俺いつもよりは普通にしてたつもりだけど。
そんなこと言ったら愛梨はもっと泣くハメになってると思うけど…
「よく言われます」
そして俺の向いた方向は駒川先輩の家までの方向では無くて自分の家への方向。
だって…俺、早く帰りたいし。
駒川先輩に背を向け歩き出したその時…
「…待って!!」
その大きな声と共に後ろから何かに抱き付かれているような気がした。…それはきつくギュッと弱くも強い力。

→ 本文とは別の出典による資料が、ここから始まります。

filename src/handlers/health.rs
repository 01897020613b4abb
use axum::Json;

pub async fn health() -> Json<serde_json::Value> {
    Json(serde_json::json!({ "status": "ok" }))
}
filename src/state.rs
use std::sync::{Arc, Mutex};

use rusqlite::Connection;

use crate::config::AppConfig;
use crate::services::identity::TokenVerifier;
use crate::services::notify::NotificationSender;
use crate::services::payments::PaymentGateway;

pub struct AppState {
    pub db: Arc<Mutex<Connection>>,
    pub config: AppConfig,
    pub identity: Box<dyn TokenVerifier>,
    pub gateway: Box<dyn PaymentGateway>,
    pub notifier: Box<dyn NotificationSender>,
}
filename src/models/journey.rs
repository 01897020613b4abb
use chrono::NaiveDateTime;
use serde::{Deserialize, Serialize};

#[derive(Debug, Clone, Serialize, Deserialize)]
#[serde(rename_all = "camelCase")]
pub struct Journey {
    pub id: String,
    pub user_id: String,
    pub place: String,
    pub arrive: String,
    pub hotel: String,
    pub nights: i64,
    pub price: f64,
    pub travel_mode: String,
    pub notes: String,
    pub created_at: NaiveDateTime,
}
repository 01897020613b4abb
use std::env;

#[derive(Clone, Debug)]
pub struct AppConfig {
    pub port: u16,
    pub database_url: String,
    pub admin_uids: Vec<String>,
    pub admin_emails: Vec<String>,
    pub firebase_api_key: String,
    pub razorpay_key_id: String,
    pub razorpay_key_secret: String,
    pub currency: String,
    pub mail_api_key: String,
    pub mail_domain: String,
    pub mail_from: String,
}

impl AppConfig {
    pub fn from_env() -> Self {
        Self {
            port: env::var("PORT")
                .ok()
                .and_then(|v| v.parse().ok())
                .unwrap_or(3000),
            database_url: env::var("DATABASE_URL").unwrap_or_else(|_| "tourguide.db".to_string()),
            admin_uids: parse_list(&env::var("ADMIN_UIDS").unwrap_or_default(), false),
            admin_emails: parse_list(&env::var("ADMIN_EMAILS").unwrap_or_default(), true),
            firebase_api_key: env::var("FIREBASE_API_KEY").unwrap_or_default(),
            razorpay_key_id: env::var("RAZORPAY_KEY_ID").unwrap_or_default(),
            razorpay_key_secret: env::var("RAZORPAY_KEY_SECRET").unwrap_or_default(),
            currency: env::var("PAYMENT_CURRENCY").unwrap_or_else(|_| "INR".to_string()),
            mail_api_key: env::var("MAIL_API_KEY").unwrap_or_default(),
            mail_domain: env::var("MAIL_DOMAIN").unwrap_or_default(),
            mail_from: env::var("MAIL_FROM")
                .unwrap_or_else(|_| "Tour Guide <noreply@tourguide.local>".to_string()),
        }
    }
}

fn parse_list(raw: &str, lowercase: bool) -> Vec<String> {
    raw.split(',')
        .map(|s| s.trim())
        .filter(|s| !s.is_empty())
        .map(|s| {
            if lowercase {
                s.to_lowercase()
            } else {
                s.to_string()
            }
        })
        .collect()
}
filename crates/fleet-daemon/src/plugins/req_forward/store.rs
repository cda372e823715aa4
//! Request record persistence

use async_trait::async_trait;
use chrono::{DateTime, Utc};
use fleet_core::RequestRecord;
use indexmap::IndexMap;
use std::path::{Path, PathBuf};
use thiserror::Error;
use tokio::sync::Mutex;
use tracing::debug;

#[derive(Debug, Error)]
pub enum StoreError {
    #[error("I/O error on {path}: {source}")]
    Io {
        path: PathBuf,
        source: std::io::Error,
    },

    #[error("corrupt request store {path}: {source}")]
    Json {
        path: PathBuf,
        source: serde_json::Error,
    },

    #[error("request id {id} already exists")]
    Duplicate { id: String },

    #[error("request {id} not found")]
    NotFound { id: String },
}

/// Keyed storage for request records
#[async_trait]
pub trait RequestStore: Send + Sync {
    /// Add a new record. Fails if the id is taken.
    async fn insert(&self, record: RequestRecord) -> Result<(), StoreError>;

    async fn get(&self, id: &str) -> Result<Option<RequestRecord>, StoreError>;

    /// Replace an existing record
    async fn update(&self, record: &RequestRecord) -> Result<(), StoreError>;

    /// Drop every record whose window has passed; returns how many were removed
    async fn purge_expired(
        &self,
        now: DateTime<Utc>,
        window: chrono::Duration,
    ) -> Result<usize, StoreError>;

    async fn len(&self) -> Result<usize, StoreError>;
}

type Records = IndexMap<String, RequestRecord>;

fn insert_record(records: &mut Records, record: RequestRecord) -> Result<(), StoreError> {
    if records.contains_key(&record.id) {
        return Err(StoreError::Duplicate { id: record.id });
    }
    records.insert(record.id.clone(), record);
    Ok(())
}

fn update_record(records: &mut Records, record: &RequestRecord) -> Result<(), StoreError> {
    match records.get_mut(&record.id) {
        Some(slot) => {
            *slot = record.clone();
            Ok(())
        }
        None => Err(StoreError::NotFound {
            id: record.id.clone(),
        }),
    }
}

fn purge(records: &mut Records, now: DateTime<Utc>, window: chrono::Duration) -> usize {
    let before = records.len();
    records.retain(|_, r| !r.is_expired(now, window));
    before - records.len()
}

/// In-process store; records are lost on restart
#[derive(Debug, Default)]
pub struct MemoryRequestStore {
    records: Mutex<Records>,
}

impl MemoryRequestStore {
    pub fn new() -> Self {
        Self::default()
    }
}

#[async_trait]
impl RequestStore for MemoryRequestStore {
    async fn insert(&self, record: RequestRecord) -> Result<(), StoreError> {
        insert_record(&mut *self.records.lock().await, record)
    }

    async fn get(&self, id: &str) -> Result<Option<RequestRecord>, StoreError> {
        Ok(self.records.lock().await.get(id).cloned())
    }

    async fn update(&self, record: &RequestRecord) -> Result<(), StoreError> {
        update_record(&mut *self.records.lock().await, record)
    }

    async fn purge_expired(
        &self,
        now: DateTime<Utc>,
        window: chrono::Duration,
    ) -> Result<usize, StoreError> {
        Ok(purge(&mut *self.records.lock().await, now, window))
    }

    async fn len(&self) -> Result<usize, StoreError> {
        Ok(self.records.lock().await.len())
    }
}

/// Store backed by a single JSON document.
///
/// Every mutation rewrites the file through a temp file and a rename, so a
/// crash leaves either the old or the new document.
#[derive(Debug)]
pub struct JsonFileRequestStore {
    path: PathBuf,
    lock: Mutex<()>,
}

impl JsonFileRequestStore {
    pub fn new(path: impl Into<PathBuf>) -> Self {
        Self {
            path: path.into(),
            lock: Mutex::new(()),
        }
    }

    pub fn path(&self) -> &Path {
        &self.path
    }

    fn io_error(&self, source: std::io::Error) -> StoreError {
        StoreError::Io {
            path: self.path.clone(),
            source,
        }
    }

    async fn load(&self) -> Result<Records, StoreError> {
        match tokio::fs::read(&self.path).await {
            Ok(bytes) if bytes.is_empty() => Ok(Records::new()),
            Ok(bytes) => serde_json::from_slice(&bytes).map_err(|source| StoreError::Json {
                path: self.path.clone(),
                source,
            }),
            Err(e) if e.kind() == std::io::ErrorKind::NotFound => Ok(Records::new()),
            Err(e) => Err(self.io_error(e)),
        }
    }

    async fn save(&self, records: &Records) -> Result<(), StoreError> {
        if let Some(parent) = self.path.parent() {
            tokio::fs::create_dir_all(parent)
                .await
                .map_err(|e| self.io_error(e))?;
        }
        let json = serde_json::to_vec_pretty(records).map_err(|source| StoreError::Json {
            path: self.path.clone(),
            source,
        })?;
        let tmp = self.path.with_extension("json.tmp");
        tokio::fs::write(&tmp, json)
            .await
            .map_err(|e| self.io_error(e))?;
        tokio::fs::rename(&tmp, &self.path)
            .await
            .map_err(|e| self.io_error(e))?;
        debug!("Saved {} request record(s) to {}", records.len(), self.path.display());
        Ok(())
    }
}

#[async_trait]
impl RequestStore for JsonFileRequestStore {
    async fn insert(&self, record: RequestRecord) -> Result<(), StoreError> {
        let _guard = self.lock.lock().await;
        let mut records = self.load().await?;
        insert_record(&mut records, record)?;
        self.save(&records).await
    }

    async fn get(&self, id: &str) -> Result<Option<RequestRecord>, StoreError> {
        let _guard = self.lock.lock().await;
        Ok(self.load().await?.shift_remove(id))
    }

    async fn update(&self, record: &RequestRecord) -> Result<(), StoreError> {
        let _guard = self.lock.lock().await;
        let mut records = self.load().await?;
        update_record(&mut records, record)?;
        self.save(&records).await
    }

    async fn purge_expired(
        &self,
        now: DateTime<Utc>,
        window: chrono::Duration,
    ) -> Result<usize, StoreError> {
        let _guard = self.lock.lock().await;
        let mut records = self.load().await?;
        let removed = purge(&mut records, now, window);
        if removed > 0 {
            self.save(&records).await?;
        }
        Ok(removed)
    }

    async fn len(&self) -> Result<usize, StoreError> {
        let _guard = self.lock.lock().await;
        Ok(self.load().await?.len())
    }
}
//! Friend / guild-invite request records
//!
//! A record is created when a request event fires and forwarded to the
//! moderator channel. It can be confirmed while it is fresh: the expiry
//! window is measured from `last_modified` and checked lazily when someone
//! tries to confirm.

use crate::schema::Account;
use chrono::{DateTime, Duration, Utc};
use rand::seq::SliceRandom;
use serde::{Deserialize, Serialize};
use std::fmt;

/// Length of generated request ids.
pub const REQUEST_ID_LEN: usize = 8;

/// Default soft-expiry window.
pub const DEFAULT_EXPIRE_MINUTES: i64 = 30;

const ID_ALPHABET: &[u8] = b"abcdefghijklmnopqrstuvwxyzABCDEFGHIJKLMNOPQRSTUVWXYZ0123456789";

/// Generate a request id: 8 distinct alphanumeric characters.
pub fn generate_request_id() -> String {
    let mut rng = rand::thread_rng();
    ID_ALPHABET
        .choose_multiple(&mut rng, REQUEST_ID_LEN)
        .map(|&b| b as char)
        .collect()
}

#[derive(Debug, Clone, Copy, PartialEq, Eq, Serialize, Deserialize)]
#[serde(rename_all = "snake_case")]
pub enum RequestStatus {
    Pending,
    Confirmed,
}

#[derive(Debug, Clone, Copy, PartialEq, Eq, Serialize, Deserialize)]
#[serde(rename_all = "snake_case")]
pub enum RequestKind {
    Friend,
    GuildInvite,
}

impl fmt::Display for RequestKind {
    fn fmt(&self, f: &mut fmt::Formatter<'_>) -> fmt::Result {
        match self {
            RequestKind::Friend => write!(f, "friend"),
            RequestKind::GuildInvite => write!(f, "guild_invite"),
        }
    }
}

/// A forwarded request awaiting confirmation
#[derive(Debug, Clone, PartialEq, Serialize, Deserialize)]
pub struct RequestRecord {
    pub id: String,
    pub status: RequestStatus,
    pub kind: RequestKind,
    /// Account that received the request and must apply the confirmation
    pub origin_account: Account,
    /// User who sent the request
    pub requesting_user: String,
    /// Platform handle needed to approve the request (OneBot `flag`, ...)
    pub identifier: String,
    /// Invited group, for guild invites
    #[serde(default, skip_serializing_if = "Option::is_none")]
    pub group_id: Option<String>,
    pub created_at: DateTime<Utc>,
    pub last_modified: DateTime<Utc>,
}

impl RequestRecord {
    /// New pending record with a fresh id.
    pub fn new(
        kind: RequestKind,
        origin_account: Account,
        requesting_user: impl Into<String>,
        identifier: impl Into<String>,
        now: DateTime<Utc>,
    ) -> Self {
        Self {
            id: generate_request_id(),
            status: RequestStatus::Pending,
            kind,
            origin_account,
            requesting_user: requesting_user.into(),
            identifier: identifier.into(),
            group_id: None,
            created_at: now,
            last_modified: now,
        }
    }

    pub fn with_group(mut self, group_id: impl Into<String>) -> Self {
        self.group_id = Some(group_id.into());
        self
    }

    /// True once `window` has passed since the last modification.
    pub fn is_expired(&self, now: DateTime<Utc>, window: Duration) -> bool {
        now - self.last_modified > window
    }

    /// Pending and not expired.
    pub fn is_actionable(&self, now: DateTime<Utc>, window: Duration) -> bool {
        self.status == RequestStatus::Pending && !self.is_expired(now, window)
    }

    pub fn confirm(&mut self, now: DateTime<Utc>) {
        self.status = RequestStatus::Confirmed;
        self.last_modified = now;
    }
}
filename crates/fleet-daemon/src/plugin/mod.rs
pub mod context;
pub mod registry;
pub mod traits;
pub mod types;

pub use context::PluginContext;
pub use registry::{PluginRegistry, SharedPlugin};
pub use traits::{ErasedPlugin, Plugin};
pub use types::{Capability, PluginError, PluginMetadata, PluginState};
//! Main daemon event loop

use crate::daemon::{graceful_shutdown, start_socket_server};
use crate::plugin::{PluginContext, PluginRegistry};
use anyhow::{Context, Result};
use std::path::PathBuf;
use std::time::Duration;
use tokio::task::JoinHandle;
use tokio_util::sync::CancellationToken;
use tracing::{error, info};

/// Per-plugin budget for shutdown()
pub const SHUTDOWN_TIMEOUT: Duration = Duration::from_secs(5);

/// Run the main daemon event loop.
///
/// This function:
/// 1. Initializes all plugins via the registry
/// 2. Spawns each plugin's run() method in its own task
/// 3. Starts the host socket server when `socket_path` is given
/// 4. Waits for cancellation signal
/// 5. Performs graceful shutdown of all plugins
pub async fn run(
    registry: &mut PluginRegistry,
    ctx: &PluginContext,
    socket_path: Option<PathBuf>,
    cancel: CancellationToken,
) -> Result<()> {
    info!("Initializing {} plugin(s)", registry.len());
    registry
        .init_all(ctx)
        .await
        .context("Failed to initialize plugins")?;

    let plugins = registry.take_plugins();
    info!("Starting {} plugin task(s)", plugins.len());

    let mut plugin_tasks: Vec<JoinHandle<()>> = Vec::new();
    for (metadata, plugin_arc) in plugins.clone() {
        let plugin_name = metadata.name;
        let cancel_clone = cancel.clone();

        let task = tokio::spawn(async move {
            info!("Plugin {plugin_name} run() starting");
            let mut plugin = plugin_arc.lock().await;

            match plugin.run(cancel_clone).await {
                Ok(()) => info!("Plugin {plugin_name} run() completed"),
                Err(e) => error!("Plugin {plugin_name} run() failed: {e}"),
            }
        });
        plugin_tasks.push(task);
    }

    // Handlers are registered by now, so host events can flow
    let _socket = match socket_path {
        Some(path) => start_socket_server(
            path,
            ctx.accounts.clone(),
            ctx.listeners.clone(),
            cancel.clone(),
        )
        .await
        .context("Failed to start host socket server")?,
        None => None,
    };

    info!("Daemon event loop running. Waiting for cancellation signal...");
    cancel.cancelled().await;
    info!("Cancellation signal received. Beginning shutdown...");

    graceful_shutdown(plugins, SHUTDOWN_TIMEOUT)
        .await
        .context("Plugin shutdown encountered errors")?;

    for task in plugin_tasks {
        if let Err(e) = task.await {
            error!("Plugin task panicked: {e}");
        }
    }

    info!("Daemon event loop shutdown complete");
    Ok(())
}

微かに匂うこの甘い香りは最近になって俺がよく感じる匂い。
そして少し困る。
「駒川先輩…?」
「……なのっ」
涙声に掻き消されて上手く聞き取れない、…けど駒川先輩はどんな気持ちでこういう行動に出たのか、何より俺に何を言いたいのかはもう分かってしまった。
いつになく、泣かせてしまったことには罪悪感。
女に泣かれるのって…結構困るから。
「好きなの…樹の事が、本当はずっと前から知ってたの…文化祭の日も、見てたし…っ、彼女が誰なのかも知ってたわ…」
不思議とこういう時は動けない。
「…だから樹が今日から働くって紹介された時、…嬉しかった」
「……、」
何を言ったらいいのかも分からなくなって結局は黙る。